CITRUS HEIGHTS -- Heritage trees could be in trouble in a Citrus Heights neighborhood after a cable company went digging to install fiber optic cable.
That company is accused of not just disturbing nature, but uprooting one mother's memorial to her son.
In a community of greenery, the blue on the trees is what draws the eye. Those ribbons could mean anything from support for the ACLU to solidarity with law enforcement, but in the Crosswoods Community in Citrus Heights, they mean a tree at risk, a company accused, a heartbroken mother, outraged husband, and a city in the middle.
Most of the trees marked are Heritage Oaks planted on the housing community property. In May, CableCom, a contractor for Comcast dug very close to some of those trees while installing fiber optic cable.
Resident David Warren says CableCom’s digging or “trenching” work might have damaged the roots of about fifty historic trees .

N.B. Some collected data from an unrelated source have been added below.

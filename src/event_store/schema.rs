//! Schema for the events database.
//!
//! Five entity tables, the event/venue junction, and the polymorphic
//! `external_refs` table that keys every synced row by its upstream
//! (source, id) pair. Both reference invariants are enforced here: a
//! (source, kind, upstream_id) pair binds at most one local row, and a
//! local row carries at most one binding per source.

use crate::sqlite_persistence::{Column, SchemaVersion, SqlType, Table, DEFAULT_TIMESTAMP};

const EVENTS_TABLE: Table = Table {
    name: "events",
    columns: &[
        Column::new("id", SqlType::Integer).primary_key(),
        Column::new("title", SqlType::Text).non_null(),
        Column::new("slug", SqlType::Text).non_null(),
        Column::new("description", SqlType::Text),
        Column::new("hashtag", SqlType::Text),
        Column::new("time_zone", SqlType::Text).non_null(),
        Column::new("starts_at", SqlType::Integer).non_null(),
        Column::new("ends_at", SqlType::Integer).non_null(),
        // Owning group lives in the member-facing app's tables; no FK here.
        Column::new("group_id", SqlType::Integer).non_null(),
        Column::new("created_at", SqlType::Integer)
            .non_null()
            .default_sql(DEFAULT_TIMESTAMP),
    ],
    indices: &[("idx_events_slug", "slug"), ("idx_events_group", "group_id")],
    unique_constraints: &[],
};

const VENUES_TABLE: Table = Table {
    name: "venues",
    columns: &[
        Column::new("id", SqlType::Integer).primary_key(),
        Column::new("name", SqlType::Text).non_null(),
        Column::new("postal_address", SqlType::Text).non_null(),
        Column::new("latitude", SqlType::Real),
        Column::new("longitude", SqlType::Real),
        Column::new("location_hint", SqlType::Text),
        Column::new("created_by", SqlType::Integer),
        Column::new("created_at", SqlType::Integer)
            .non_null()
            .default_sql(DEFAULT_TIMESTAMP),
    ],
    indices: &[],
    unique_constraints: &[],
};

const LEADERS_TABLE: Table = Table {
    name: "leaders",
    columns: &[
        Column::new("id", SqlType::Integer).primary_key(),
        Column::new("name", SqlType::Text).non_null(),
        Column::new("bio", SqlType::Text),
        Column::new("personal_url", SqlType::Text),
        Column::new("handle", SqlType::Text),
        Column::new("company", SqlType::Text),
        Column::new("title", SqlType::Text),
        Column::new("location", SqlType::Text),
        Column::new("member_id", SqlType::Integer),
        Column::new("created_at", SqlType::Integer)
            .non_null()
            .default_sql(DEFAULT_TIMESTAMP),
    ],
    indices: &[("idx_leaders_member", "member_id")],
    unique_constraints: &[],
};

const TIME_SLOTS_TABLE: Table = Table {
    name: "time_slots",
    columns: &[
        Column::new("id", SqlType::Integer).primary_key(),
        Column::new("event_id", SqlType::Integer)
            .non_null()
            .references("events(id)"),
        Column::new("label", SqlType::Text).non_null(),
        Column::new("starts_at", SqlType::Integer).non_null(),
        Column::new("ends_at", SqlType::Integer).non_null(),
    ],
    indices: &[("idx_time_slots_event", "event_id")],
    unique_constraints: &[],
};

const EVENT_SESSIONS_TABLE: Table = Table {
    name: "event_sessions",
    columns: &[
        Column::new("id", SqlType::Integer).primary_key(),
        Column::new("event_id", SqlType::Integer)
            .non_null()
            .references("events(id)"),
        Column::new("session_number", SqlType::Integer).non_null(),
        Column::new("title", SqlType::Text).non_null(),
        Column::new("description", SqlType::Text),
        Column::new("hashtag", SqlType::Text),
        Column::new("venue_id", SqlType::Integer)
            .non_null()
            .references("venues(id)"),
        Column::new("time_slot_id", SqlType::Integer)
            .non_null()
            .references("time_slots(id)"),
    ],
    indices: &[("idx_event_sessions_event", "event_id")],
    unique_constraints: &[&["event_id", "session_number"]],
};

const EVENT_VENUES_TABLE: Table = Table {
    name: "event_venues",
    columns: &[
        Column::new("event_id", SqlType::Integer)
            .non_null()
            .references("events(id)"),
        Column::new("venue_id", SqlType::Integer)
            .non_null()
            .references("venues(id)"),
    ],
    indices: &[("idx_event_venues_event", "event_id")],
    unique_constraints: &[&["event_id", "venue_id"]],
};

const EXTERNAL_REFS_TABLE: Table = Table {
    name: "external_refs",
    columns: &[
        Column::new("source", SqlType::Text).non_null(),
        Column::new("kind", SqlType::Text).non_null(),
        Column::new("upstream_id", SqlType::Integer).non_null(),
        Column::new("local_id", SqlType::Integer).non_null(),
        Column::new("created_at", SqlType::Integer)
            .non_null()
            .default_sql(DEFAULT_TIMESTAMP),
    ],
    indices: &[],
    unique_constraints: &[
        &["source", "kind", "upstream_id"],
        &["source", "kind", "local_id"],
    ],
};

pub const EVENT_DB_SCHEMAS: &[SchemaVersion] = &[SchemaVersion {
    version: 0,
    tables: &[
        EVENTS_TABLE,
        VENUES_TABLE,
        LEADERS_TABLE,
        TIME_SLOTS_TABLE,
        EVENT_SESSIONS_TABLE,
        EVENT_VENUES_TABLE,
        EXTERNAL_REFS_TABLE,
    ],
    migration: None,
}];

#[cfg(test)]
mod tests {
    use super::*;
    use rusqlite::{params, Connection};

    fn create_schema() -> Connection {
        let conn = Connection::open_in_memory().unwrap();
        let schema = &EVENT_DB_SCHEMAS[0];
        schema.create(&conn).unwrap();
        conn
    }

    #[test]
    fn schema_creates_and_validates() {
        let conn = create_schema();
        EVENT_DB_SCHEMAS[0].validate(&conn).unwrap();
    }

    #[test]
    fn event_ids_autoincrement_from_one() {
        let conn = create_schema();
        for title in ["First", "Second"] {
            conn.execute(
                "INSERT INTO events (title, slug, time_zone, starts_at, ends_at, group_id)
                 VALUES (?1, 'x', 'America/Chicago', 0, 1, 1)",
                params![title],
            )
            .unwrap();
        }
        let ids: Vec<i64> = conn
            .prepare("SELECT id FROM events ORDER BY id")
            .unwrap()
            .query_map([], |r| r.get(0))
            .unwrap()
            .collect::<Result<_, _>>()
            .unwrap();
        assert_eq!(ids, vec![1, 2]);
    }

    #[test]
    fn session_natural_key_is_unique_per_event() {
        let conn = create_schema();
        conn.execute(
            "INSERT INTO events (title, slug, time_zone, starts_at, ends_at, group_id)
             VALUES ('E', 'e', 'UTC', 0, 1, 1)",
            [],
        )
        .unwrap();
        conn.execute(
            "INSERT INTO venues (name, postal_address) VALUES ('V', 'Somewhere 1')",
            [],
        )
        .unwrap();
        conn.execute(
            "INSERT INTO time_slots (event_id, label, starts_at, ends_at) VALUES (1, 'S', 0, 1)",
            [],
        )
        .unwrap();

        conn.execute(
            "INSERT INTO event_sessions (event_id, session_number, title, venue_id, time_slot_id)
             VALUES (1, 1, 'Talk', 1, 1)",
            [],
        )
        .unwrap();
        assert!(conn
            .execute(
                "INSERT INTO event_sessions (event_id, session_number, title, venue_id, time_slot_id)
                 VALUES (1, 1, 'Other talk', 1, 1)",
                [],
            )
            .is_err());
    }

    #[test]
    fn external_ref_pair_binds_at_most_one_local_row() {
        let conn = create_schema();
        conn.execute(
            "INSERT INTO external_refs (source, kind, upstream_id, local_id) VALUES ('NFJS', 'event', 271, 1)",
            [],
        )
        .unwrap();
        // Same pair, different local row.
        assert!(conn
            .execute(
                "INSERT INTO external_refs (source, kind, upstream_id, local_id) VALUES ('NFJS', 'event', 271, 2)",
                [],
            )
            .is_err());
        // Same local row, different pair.
        assert!(conn
            .execute(
                "INSERT INTO external_refs (source, kind, upstream_id, local_id) VALUES ('NFJS', 'event', 999, 1)",
                [],
            )
            .is_err());
        // Another source may bind the same local row.
        conn.execute(
            "INSERT INTO external_refs (source, kind, upstream_id, local_id) VALUES ('OTHER', 'event', 271, 1)",
            [],
        )
        .unwrap();
    }
}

“It has enhanced the possibility of dying and falling over,” said Warren.
Arborists seem to agree the trees can be saved with some extra, potentially costly, care. However, there is one tree that Kate Warren can’t stand to lose.

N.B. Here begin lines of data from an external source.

//! The five payload kinds driven through the generic upsert.
//!
//! Each `update` overwrites exactly the columns the upstream feed owns for
//! that kind. Two are narrower than their inserts, matching the observed
//! behavior of the feed: an event's description and hashtag are written
//! once at insert and never touched again, and a leader's company, title,
//! location, and member link are never fed at all.

use super::upsert::EntityWriter;
use crate::event_store::RefKind;
use rusqlite::{params, Connection};

pub struct EventFields {
    pub title: String,
    pub slug: String,
    pub description: Option<String>,
    pub hashtag: Option<String>,
    pub time_zone: String,
    pub starts_at: i64,
    pub ends_at: i64,
    pub group_id: i64,
}

impl EntityWriter for EventFields {
    const KIND: RefKind = RefKind::Event;

    fn insert(&self, conn: &Connection) -> rusqlite::Result<i64> {
        conn.execute(
            "INSERT INTO events (title, slug, description, hashtag, time_zone, starts_at, ends_at, group_id)
             VALUES (?1, ?2, ?3, ?4, ?5, ?6, ?7, ?8)",
            params![
                self.title,
                self.slug,
                self.description,
                self.hashtag,
                self.time_zone,
                self.starts_at,
                self.ends_at,
                self.group_id,
            ],
        )?;
        Ok(conn.last_insert_rowid())
    }

    // Description, hashtag, and owning group keep their insert-time values.
    fn update(&self, conn: &Connection, id: i64) -> rusqlite::Result<()> {
        conn.execute(
            "UPDATE events SET title = ?1, slug = ?2, time_zone = ?3, starts_at = ?4, ends_at = ?5
             WHERE id = ?6",
            params![
                self.title,
                self.slug,
                self.time_zone,
                self.starts_at,
                self.ends_at,
                id
            ],
        )?;
        Ok(())
    }
}

pub struct VenueFields {
    pub name: String,
    pub postal_address: String,
    pub latitude: Option<f64>,
    pub longitude: Option<f64>,
    pub location_hint: Option<String>,
    pub created_by: Option<i64>,
}

impl EntityWriter for VenueFields {
    const KIND: RefKind = RefKind::Venue;

    fn insert(&self, conn: &Connection) -> rusqlite::Result<i64> {
        conn.execute(
            "INSERT INTO venues (name, postal_address, latitude, longitude, location_hint, created_by)
             VALUES (?1, ?2, ?3, ?4, ?5, ?6)",
            params![
                self.name,
                self.postal_address,
                self.latitude,
                self.longitude,
                self.location_hint,
                self.created_by,
            ],
        )?;
        Ok(conn.last_insert_rowid())
    }

    fn update(&self, conn: &Connection, id: i64) -> rusqlite::Result<()> {
        conn.execute(
            "UPDATE venues SET name = ?1, postal_address = ?2, latitude = ?3, longitude = ?4,
             location_hint = ?5, created_by = ?6 WHERE id = ?7",
            params![
                self.name,
                self.postal_address,
                self.latitude,
                self.longitude,
                self.location_hint,
                self.created_by,
                id
            ],
        )?;
        Ok(())
    }
}

pub struct LeaderFields {
    pub name: String,
    pub bio: Option<String>,
    pub personal_url: Option<String>,
    pub handle: Option<String>,
}

impl EntityWriter for LeaderFields {
    const KIND: RefKind = RefKind::Leader;

    fn insert(&self, conn: &Connection) -> rusqlite::Result<i64> {
        conn.execute(
            "INSERT INTO leaders (name, bio, personal_url, handle) VALUES (?1, ?2, ?3, ?4)",
            params![self.name, self.bio, self.personal_url, self.handle],
        )?;
        Ok(conn.last_insert_rowid())
    }

    // company/title/location/member_id belong to the member-facing app and
    // are never written from the feed.
    fn update(&self, conn: &Connection, id: i64) -> rusqlite::Result<()> {
        conn.execute(
            "UPDATE leaders SET name = ?1, bio = ?2, personal_url = ?3, handle = ?4 WHERE id = ?5",
            params![self.name, self.bio, self.personal_url, self.handle, id],
        )?;
        Ok(())
    }
}

pub struct TimeSlotFields {
    pub event_id: i64,
    pub label: String,
    pub starts_at: i64,
    pub ends_at: i64,
}

impl EntityWriter for TimeSlotFields {
    const KIND: RefKind = RefKind::TimeSlot;

    fn insert(&self, conn: &Connection) -> rusqlite::Result<i64> {
        conn.execute(
            "INSERT INTO time_slots (event_id, label, starts_at, ends_at) VALUES (?1, ?2, ?3, ?4)",
            params![self.event_id, self.label, self.starts_at, self.ends_at],
        )?;
        Ok(conn.last_insert_rowid())
    }

    fn update(&self, conn: &Connection, id: i64) -> rusqlite::Result<()> {
        conn.execute(
            "UPDATE time_slots SET event_id = ?1, label = ?2, starts_at = ?3, ends_at = ?4
             WHERE id = ?5",
            params![self.event_id, self.label, self.starts_at, self.ends_at, id],
        )?;
        Ok(())
    }
}

pub struct SessionFields {
    pub event_id: i64,
    pub title: String,
    pub description: Option<String>,
    pub hashtag: Option<String>,
    pub venue_id: i64,
    pub time_slot_id: i64,
}

impl EntityWriter for SessionFields {
    const KIND: RefKind = RefKind::Session;

    /// Inserts allocate the next sequence number within the owning event;
    /// (event_id, session_number) is the session's natural key.
    fn insert(&self, conn: &Connection) -> rusqlite::Result<i64> {
        let next_number: i64 = conn.query_row(
            "SELECT COALESCE(MAX(session_number), 0) + 1 FROM event_sessions WHERE event_id = ?1",
            params![self.event_id],
            |r| r.get(0),
        )?;
        conn.execute(
            "INSERT INTO event_sessions (event_id, session_number, title, description, hashtag, venue_id, time_slot_id)
             VALUES (?1, ?2, ?3, ?4, ?5, ?6, ?7)",
            params![
                self.event_id,
                next_number,
                self.title,
                self.description,
                self.hashtag,
                self.venue_id,
                self.time_slot_id,
            ],
        )?;
        Ok(conn.last_insert_rowid())
    }

    fn update(&self, conn: &Connection, id: i64) -> rusqlite::Result<()> {
        conn.execute(
            "UPDATE event_sessions SET title = ?1, description = ?2, hashtag = ?3, venue_id = ?4,
             time_slot_id = ?5 WHERE id = ?6",
            params![
                self.title,
                self.description,
                self.hashtag,
                self.venue_id,
                self.time_slot_id,
                id
            ],
        )?;
        Ok(())
    }
}

/// Link a venue to an event. Inserted if absent, never removed.
pub fn ensure_event_venue(conn: &Connection, event_id: i64, venue_id: i64) -> rusqlite::Result<()> {
    conn.execute(
        "INSERT OR IGNORE INTO event_venues (event_id, venue_id) VALUES (?1, ?2)",
        params![event_id, venue_id],
    )?;
    Ok(())
}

“I wanted to plant a living memorial to him,” said Kate Warren.
Kate Warren planted a Redwood 20 years ago, in honor of her son who died in a car crash hundreds of miles away. For two decades, she’s cared for the tree as she wishes she could have cared for her son
"I never got to stroke my son as he died. I think that if I can do this for the tree, I know it sounds crazy," she said.
Whether or not CableCom and Comcast actually did something wrong is in dispute. However, according to a Citrus Heights city attorney, a preliminary investigation by the City of Citrus Heights indicates CableCom/Comcast did not follow the city ordinances in relation to working around trees. While the trees may just be the Crosswoods Community's problem, David says a potential failure to respect the tree ordinance is everyone’s problem.

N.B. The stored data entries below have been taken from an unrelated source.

//! Error types for render surface mutation.

use mevo_types::GeometryError;

/// A render primitive could not be registered or removed.
#[derive(Debug, Clone, PartialEq, Eq, thiserror::Error)]
pub enum RenderError {
    /// The entity's geometry cannot be rendered.
    #[error("invalid geometry for {id}: {source}")]
    InvalidGeometry {
        /// Source id the entity would have used.
        id: String,
        /// What is wrong with the geometry.
        source: GeometryError,
    },

    /// The render surface refused an operation.
    #[error("surface rejected {operation} {id}: {message}")]
    SurfaceRejected {
        /// Operation name (e.g. `add_image`).
        operation: &'static str,
        /// Primitive id the operation targeted.
        id: String,
        /// What the surface reported.
        message: String,
    },

    /// A layer was requested before the source or image it references.
    #[error("layer {layer_id} references unregistered {dependency}")]
    MissingDependency {
        /// The layer that could not be added.
        layer_id: String,
        /// The missing source or image id.
        dependency: String,
    },

    /// Another entity already claimed this key in the current cycle.
    #[error("duplicate entity key {key}")]
    DuplicateKey {
        /// The repeated key.
        key: String,
    },

    /// The render queue task is gone; no further mutation is possible.
    #[error("render queue closed")]
    QueueClosed,
}
/// Summary of what a parsed collection holds.
#[derive(Debug, Clone, Copy, PartialEq, Eq)]
pub enum CollectionContents {
    /// `features` was missing or `null`.
    Absent,
    /// `features` was an empty array.
    Empty,
    /// `features` held this many entries.
    Populated(usize),
}

/// A GeoJSON feature collection.
#[derive(Debug, Clone, Default, PartialEq, Serialize, Deserialize)]
pub struct FeatureCollection {
    /// Always `"FeatureCollection"`.
    #[serde(rename = "type")]
    pub tag: CollectionTag,
    /// The features; `None` when the member was missing or `null`.
    #[serde(default, skip_serializing_if = "Option::is_none")]
    pub features: Option<Vec<Feature>>,
}

impl FeatureCollection {
    /// Collection holding the given features.
    pub const fn from_features(features: Vec<Feature>) -> Self {
        Self {
            tag: CollectionTag::FeatureCollection,
            features: Some(features),
        }
    }

    /// Collection wrapping a single feature, as registered per entity.
    pub fn single(feature: Feature) -> Self {
        Self::from_features(vec![feature])
    }

    /// Collection with no `features` member.
    pub const fn absent() -> Self {
        Self {
            tag: CollectionTag::FeatureCollection,
            features: None,
        }
    }

    /// The features, or an empty slice when absent.
    pub fn features(&self) -> &[Feature] {
        self.features.as_deref().unwrap_or_default()
    }

    /// Classify the collection for orchestration.
    pub fn contents(&self) -> CollectionContents {
        match &self.features {
            None => CollectionContents::Absent,
            Some(features) if features.is_empty() => CollectionContents::Empty,
            Some(features) => CollectionContents::Populated(features.len()),
        }
    }
}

As of Thursday evening, Comcast had not admitted fault but did commit to paying for and costs associated with saving any trees damaged by their contractors.
The City of Citrus Heights says they are still investigating the matter between Comcast, Crosswoods, and the Warrens and are the process of compiling their own arborist report.
Editor's note: Shortly after our story aired Comcast came out to the Warrens' home and promised to pay for any care needed to help their memorial tree survive.